Exercise requirements> Scan the entries below for the string "true" and copy every line where it turns up.

Dataset>
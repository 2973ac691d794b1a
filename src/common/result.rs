use crate::common::error::EnrollSyncError;

/// enrollsync全体で使用するResult型のエイリアス
///
/// # Examples
///
/// ```
/// use enrollsync::common::result::EnrollSyncResult;
/// use enrollsync::infrastructure::store::StoreError;
///
/// fn example_function() -> EnrollSyncResult<String> {
///     Ok("success".to_string())
/// }
///
/// fn example_with_error() -> EnrollSyncResult<()> {
///     Err(StoreError::not_found("course 7").into())
/// }
///
/// assert_eq!(example_function().unwrap(), "success");
/// assert_eq!(
///     example_with_error().unwrap_err().kind(),
///     enrollsync::ErrorKind::NotFound
/// );
/// ```
pub type EnrollSyncResult<T> = Result<T, EnrollSyncError>;
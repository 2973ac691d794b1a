/// Filesystem-backed configuration
pub mod config_store;

pub use config_store::{AppConfig, ConfigStore, ConfigStoreError};
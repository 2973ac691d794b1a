use crate::application::services::provisioner::{Provisioned, Provisioner};
use crate::application::services::transition_plan::{SyncStep, TeamNames, TransitionPlan};
use crate::common::error::ErrorKind;
use crate::domain::entities::{Course, Enrollment, Repository, RepositoryQuery};
use crate::domain::value_objects::enrollment_status::EnrollmentStatus;
use crate::domain::value_objects::scm_type::ScmType;
use crate::infrastructure::scm::{
    OrgMembership, Organization, ScmContext, ScmError, ScmProvider, TeamMembershipOptions,
};
use crate::infrastructure::store::{EnrollmentStore, StoreError};
use std::sync::Arc;
use thiserror::Error;
use tracing::{debug, info, instrument, warn};

/// 受講登録の状態遷移で発生するエラー
#[derive(Debug, Error)]
pub enum SyncError {
    #[error("Invalid transition target: {target}")]
    InvalidTransition { target: EnrollmentStatus },

    #[error("SCM step '{step}' failed: {source}")]
    Scm {
        step: SyncStep,
        #[source]
        source: ScmError,
    },

    #[error("Store step '{step}' failed: {source}")]
    Store {
        step: SyncStep,
        #[source]
        source: StoreError,
    },

    #[error("Failed to load {what}: {source}")]
    Load {
        what: String,
        #[source]
        source: StoreError,
    },

    #[error("Transition interrupted before it started: {source}")]
    Interrupted {
        #[source]
        source: ScmError,
    },

    #[error("Course {course_id} is hosted on {expected}, but the provider is {actual}")]
    ProviderMismatch {
        course_id: u64,
        expected: ScmType,
        actual: ScmType,
    },
}

impl SyncError {
    pub fn kind(&self) -> ErrorKind {
        match self {
            Self::InvalidTransition { .. } => ErrorKind::InvalidTransition,
            Self::Scm { source, .. } => source.kind(),
            Self::Interrupted { source } => source.kind(),
            Self::Store { source, .. } | Self::Load { source, .. } => source.kind(),
            Self::ProviderMismatch { .. } => ErrorKind::Unsupported,
        }
    }

    /// 失敗したステップ（ロード失敗などステップ外の場合はNone）
    pub fn step(&self) -> Option<&SyncStep> {
        match self {
            Self::Scm { step, .. } | Self::Store { step, .. } => Some(step),
            _ => None,
        }
    }

    /// 元のSCMエラー
    pub fn scm_error(&self) -> Option<&ScmError> {
        match self {
            Self::Scm { source, .. } => Some(source),
            _ => None,
        }
    }
}

/// 実行中の遷移が保持する一時状態
#[derive(Default)]
struct Progress {
    login: Option<String>,
    organization: Option<Organization>,
    provisioned: Option<Provisioned>,
}

/// 受講登録の状態遷移をSCMとストアに反映する
///
/// SCM側の操作がすべて成功した後にのみストアを更新する。失敗時は補償処理を
/// 行わず、失敗したステップ付きでエラーを返す。
pub struct EnrollmentSynchronizer {
    store: Arc<dyn EnrollmentStore>,
    teams: TeamNames,
    provisioner: Provisioner,
}

impl EnrollmentSynchronizer {
    pub fn new(store: Arc<dyn EnrollmentStore>) -> Self {
        Self {
            store,
            teams: TeamNames::default(),
            provisioner: Provisioner::default(),
        }
    }

    pub fn with_teams(mut self, teams: TeamNames) -> Self {
        self.teams = teams;
        self
    }

    pub fn with_provisioner(mut self, provisioner: Provisioner) -> Self {
        self.provisioner = provisioner;
        self
    }

    /// ストアから登録とコースを読み込んでから遷移を実行する
    pub async fn update_enrollment(
        &self,
        ctx: &ScmContext,
        scm: &dyn ScmProvider,
        user_id: u64,
        course_id: u64,
        target: EnrollmentStatus,
    ) -> Result<Enrollment, SyncError> {
        let enrollment = self
            .store
            .get_enrollment(user_id, course_id)
            .await
            .map_err(|source| SyncError::Load {
                what: format!("enrollment (user {}, course {})", user_id, course_id),
                source,
            })?;
        let course = self
            .store
            .get_course(course_id)
            .await
            .map_err(|source| SyncError::Load {
                what: format!("course {}", course_id),
                source,
            })?;

        self.transition(ctx, scm, &course, &enrollment, target).await
    }

    /// 既存の受講登録を `target` に遷移させる
    #[instrument(
        skip_all,
        fields(user_id = enrollment.user_id, course_id = course.id, target = %target)
    )]
    pub async fn transition(
        &self,
        ctx: &ScmContext,
        scm: &dyn ScmProvider,
        course: &Course,
        enrollment: &Enrollment,
        target: EnrollmentStatus,
    ) -> Result<Enrollment, SyncError> {
        let plan = TransitionPlan::for_transition(Some(enrollment.status), target, &self.teams)?;

        // Nothing is started once the caller has given up, store-only steps included
        ctx.check()
            .map_err(|source| SyncError::Interrupted { source })?;

        debug!(current = ?plan.current(), steps = plan.steps().len(), "executing transition plan");

        let mut progress = Progress::default();
        let mut skip_to_commit = false;
        let mut provider_checked = false;

        for step in plan.steps() {
            if skip_to_commit && !matches!(step, SyncStep::Commit(_)) {
                continue;
            }

            if step.is_scm() {
                if !provider_checked {
                    check_provider(course, scm)?;
                    provider_checked = true;
                }
                if progress.login.is_none() && *step != SyncStep::ResolveOrganization {
                    let user = self.store.get_user(enrollment.user_id).await.map_err(|source| {
                        SyncError::Load {
                            what: format!("user {}", enrollment.user_id),
                            source,
                        }
                    })?;
                    progress.login = Some(user.login);
                }

                debug!(%step, "scm step");
                let result = match ctx.check() {
                    Ok(()) => self.run_scm_step(ctx, scm, course, step, &mut progress).await,
                    Err(e) => Err(e),
                };
                if let Err(source) = result {
                    warn!(
                        %step,
                        kind = %source.kind(),
                        error = %source,
                        "scm step failed, enrollment left unchanged"
                    );
                    return Err(SyncError::Scm {
                        step: step.clone(),
                        source,
                    });
                }
                continue;
            }

            match step {
                SyncStep::CheckExistingRepository => {
                    let query = RepositoryQuery::user_repo(course.organization_id, enrollment.user_id);
                    let existing = self
                        .store
                        .get_repositories(&query)
                        .await
                        .map_err(|source| store_error(step, source))?;
                    if !existing.is_empty() {
                        debug!(
                            repository_id = existing[0].repository_id,
                            "user repository already recorded, skipping provisioning"
                        );
                        skip_to_commit = true;
                    }
                }
                SyncStep::RecordRepository => {
                    self.record_repository(course, enrollment, step, &progress)
                        .await?;
                }
                SyncStep::Commit(status) => {
                    self.commit(enrollment, *status)
                        .await
                        .map_err(|source| store_error(step, source))?;
                    info!(status = %status, "enrollment updated");
                }
                _ => {}
            }
        }

        Ok(enrollment.clone().with_status(target))
    }

    async fn run_scm_step(
        &self,
        ctx: &ScmContext,
        scm: &dyn ScmProvider,
        course: &Course,
        step: &SyncStep,
        progress: &mut Progress,
    ) -> Result<(), ScmError> {
        if let SyncStep::ResolveOrganization = step {
            let org = scm.get_organization(ctx, course.organization_id).await?;
            debug!(org = %org.path, "organization resolved");
            progress.organization = Some(org);
            return Ok(());
        }

        let login = progress
            .login
            .clone()
            .ok_or_else(|| ScmError::invalid_request("user login not resolved"))?;
        let org = progress
            .organization
            .clone()
            .ok_or_else(|| ScmError::invalid_request("organization not resolved"))?;

        match step {
            SyncStep::PromoteOrgRole(role) => {
                let opts = OrgMembership {
                    organization: org,
                    username: login,
                    role: *role,
                };
                scm.update_org_membership(ctx, &opts).await
            }
            SyncStep::RemoveFromTeam(team) => {
                let opts = TeamMembershipOptions::new(org, team.clone(), login);
                scm.remove_team_member(ctx, &opts).await
            }
            SyncStep::AddToTeam { team, role } => {
                let opts = TeamMembershipOptions::new(org, team.clone(), login).with_role(*role);
                scm.add_team_member(ctx, &opts).await
            }
            SyncStep::ProvisionRepository => {
                let provisioned = self.provisioner.provision(ctx, scm, &org, &login).await?;
                progress.provisioned = Some(provisioned);
                Ok(())
            }
            _ => Ok(()),
        }
    }

    async fn record_repository(
        &self,
        course: &Course,
        enrollment: &Enrollment,
        step: &SyncStep,
        progress: &Progress,
    ) -> Result<(), SyncError> {
        let Some(provisioned) = &progress.provisioned else {
            return Ok(());
        };
        let repository = Repository::user_repo(
            course.organization_id,
            enrollment.user_id,
            provisioned.repository.id,
            provisioned.repository.html_url.clone(),
        );

        match self.store.create_repository(&repository).await {
            Ok(()) => Ok(()),
            // Recorded by a concurrent or earlier attempt
            Err(e) if e.kind() == ErrorKind::Conflict => {
                warn!(repository_id = repository.repository_id, "user repository already recorded");
                Ok(())
            }
            Err(source) => Err(store_error(step, source)),
        }
    }

    async fn commit(&self, enrollment: &Enrollment, status: EnrollmentStatus) -> Result<(), StoreError> {
        let (user_id, course_id) = (enrollment.user_id, enrollment.course_id);
        match status {
            EnrollmentStatus::Pending => self.store.set_pending(user_id, course_id).await,
            EnrollmentStatus::Rejected => self.store.reject_enrollment(user_id, course_id).await,
            EnrollmentStatus::Student => self.store.enroll_student(user_id, course_id).await,
            EnrollmentStatus::Teacher => self.store.enroll_teacher(user_id, course_id).await,
            EnrollmentStatus::None => Ok(()),
        }
    }
}
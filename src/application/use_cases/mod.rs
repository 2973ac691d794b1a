/// Use cases driven by the CLI
pub mod course_management;
pub mod update_enrollment;

pub use course_management::{CourseError, CourseService};
pub use update_enrollment::{EnrollmentSynchronizer, SyncError};
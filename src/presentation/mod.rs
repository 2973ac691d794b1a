/// Presentation layer: command-line interface
pub mod cli;
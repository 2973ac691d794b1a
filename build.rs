use std::env;
use std::process::Command;

fn main() {
    // Build metadata shown by `enrollsync --version --long`
    let git_hash = get_git_hash();
    let build_date = chrono::Utc::now().format("%Y-%m-%d %H:%M:%S UTC");

    println!("cargo:rustc-env=GIT_HASH={git_hash}");
    println!("cargo:rustc-env=BUILD_DATE={build_date}");

    // Rerun if git state changes
    println!("cargo:rerun-if-changed=.git/HEAD");
    println!("cargo:rerun-if-changed=.git/refs/");
    println!("cargo:rerun-if-changed=build.rs");

    // Enable static linking for musl targets
    if env::var("TARGET").map_or(false, |t| t.contains("musl")) {
        println!("cargo:rustc-link-arg=-static");
    }
}

fn get_git_hash() -> String {
    if let Ok(output) = Command::new("git")
        .args(["rev-parse", "--short", "HEAD"])
        .output()
    {
        if output.status.success() {
            return String::from_utf8_lossy(&output.stdout).trim().to_string();
        }
    }
    "unknown".to_string()
}
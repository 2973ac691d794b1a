/// Enrollment store implementations
pub mod file_store;
pub mod memory_store;
pub mod store_interface;

pub use file_store::FileStore;
pub use memory_store::{MemoryStore, StoreState};
pub use store_interface::{EnrollmentStore, OptionExt, StoreError};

Reply>
                    provider_checked = true;
                        skip_to_commit = true;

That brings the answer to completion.